Task details
What do the lines say, reproduced word for word, from the first of the entries below through the line bearing "use ratatui::layout::Rect;"?

Start of Data

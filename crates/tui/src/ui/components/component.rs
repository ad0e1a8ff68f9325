//! Component system for the composer TUI.
//!
//! Components are self-contained UI elements that handle their own events
//! and rendering, reporting side effects back to the runtime as `Effect`s
//! instead of performing them directly.

use composer_types::{Effect, Msg};
use crossterm::event::{KeyEvent, MouseEvent};
use ratatui::Frame;
use ratatui::layout::Rect;
use ratatui::text::Span;

use crate::app::App;

/// A trait representing a UI component with its own state and behavior.
///
/// # Component Lifecycle
///
/// 1. **Event Handling**: input arrives through `handle_key_events()` and
///    `handle_mouse_events()`; application messages through `handle_message()`
/// 2. **Side effects**: handlers return `Effect`s for the runtime to execute
/// 3. **Rendering**: `render()` draws the component into the provided area
pub(crate) trait Component {
    /// Handle an application-level message the component cares about.
    fn handle_message(&mut self, _app: &mut App, _msg: Msg) -> Vec<Effect> {
        Vec::new()
    }

    /// Handle key events when this component has focus.
    fn handle_key_events(&mut self, _app: &mut App, _key: KeyEvent) -> Vec<Effect> {
        Vec::new()
    }

    /// Handle mouse events when this component has focus.
    fn handle_mouse_events(&mut self, _app: &mut App, _mouse: MouseEvent) -> Vec<Effect> {
        Vec::new()
    }

    /// Render the component into the given area.
    ///
    /// Implementations should be side-effect free except for frame drawing,
    /// cursor placement and remembering hit-test areas for mouse handling.
    fn render(&mut self, frame: &mut Frame, rect: Rect, app: &mut App);

    /// Key hints shown in the hint bar while this component is active.
    fn get_hint_spans(&self, _app: &App) -> Vec<Span<'_>> {
        Vec::new()
    }

    /// Split `area` into the regions this component draws into.
    fn get_preferred_layout(&self, _app: &App, area: Rect) -> Vec<Rect> {
        vec![area]
    }
}
//! Layout helpers shared by the UI components.

use ratatui::prelude::*;

/// Creates a centered rectangle sized as a percentage of `r`.
///
/// # Arguments
///
/// * `percent_x` - The width of the centered rectangle as a percentage (0-100)
/// * `percent_y` - The height of the centered rectangle as a percentage (0-100)
/// * `r` - The parent rectangle to center within
pub fn centered_rect(percent_x: u16, percent_y: u16, r: Rect) -> Rect {
    let popup_layout = Layout::default()
        .direction(Direction::Vertical)
        .constraints([
            Constraint::Percentage((100 - percent_y) / 2),
            Constraint::Percentage(percent_y),
            Constraint::Percentage((100 - percent_y) / 2),
        ])
        .split(r);
    let area = Layout::default()
        .direction(Direction::Horizontal)
        .constraints([
            Constraint::Percentage((100 - percent_x) / 2),
            Constraint::Percentage(percent_x),
            Constraint::Percentage((100 - percent_x) / 2),
        ])
        .split(popup_layout[1]);
    area[1]
}

/// Like [`centered_rect`], but the result is clamped between the sizes of
/// `min` and `max` and never exceeds `r`.
pub fn centered_min_max(percent_x: u16, percent_y: u16, min: Rect, max: Rect, r: Rect) -> Rect {
    let proposed = centered_rect(percent_x, percent_y, r);
    let width = proposed.width.clamp(min.width, max.width).min(r.width);
    let height = proposed.height.clamp(min.height, max.height).min(r.height);
    Rect::new(
        r.x + (r.width - width) / 2,
        r.y + (r.height - height) / 2,
        width,
        height,
    )
}
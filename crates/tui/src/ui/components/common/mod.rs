mod status_modal;

pub mod text_input;

pub use status_modal::{StatusModal, StatusModalState};
pub use text_input::TextInputState;
use thiserror::Error;

use crate::parser::JsonParseError;

/// Failures surfaced by [`crate::CompositionClient`].
#[derive(Debug, Error)]
pub enum ApiError {
    #[error("invalid base URL '{url}': {reason}")]
    InvalidBaseUrl { url: String, reason: String },
    #[error("base URL must use http (TLS is not supported); got '{0}://'")]
    UnsupportedScheme(String),
    #[error("failed to build HTTP client: {0}")]
    BuildClient(#[source] reqwest::Error),
    #[error("failed to build request: {0}")]
    BuildRequest(#[source] reqwest::Error),
    #[error("network error: {0}")]
    Network(#[from] reqwest::Error),
    #[error("server responded with HTTP {status}: {body_preview}")]
    HttpStatus { status: u16, body_preview: String },
    #[error(transparent)]
    InvalidJson(#[from] JsonParseError),
    #[error("response has no string 'status' field: {body_preview}")]
    MissingStatus { body_preview: String },
}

End of Data

Answer space
filename crates/tui/src/ui/components/component.rs
repository ad0e1a8ff68f9325
//! Component system for the composer TUI.
//!
//! Components are self-contained UI elements that handle their own events
//! and rendering, reporting side effects back to the runtime as `Effect`s
//! instead of performing them directly.

use composer_types::{Effect, Msg};
use crossterm::event::{KeyEvent, MouseEvent};
use ratatui::Frame;
use ratatui::layout::Rect;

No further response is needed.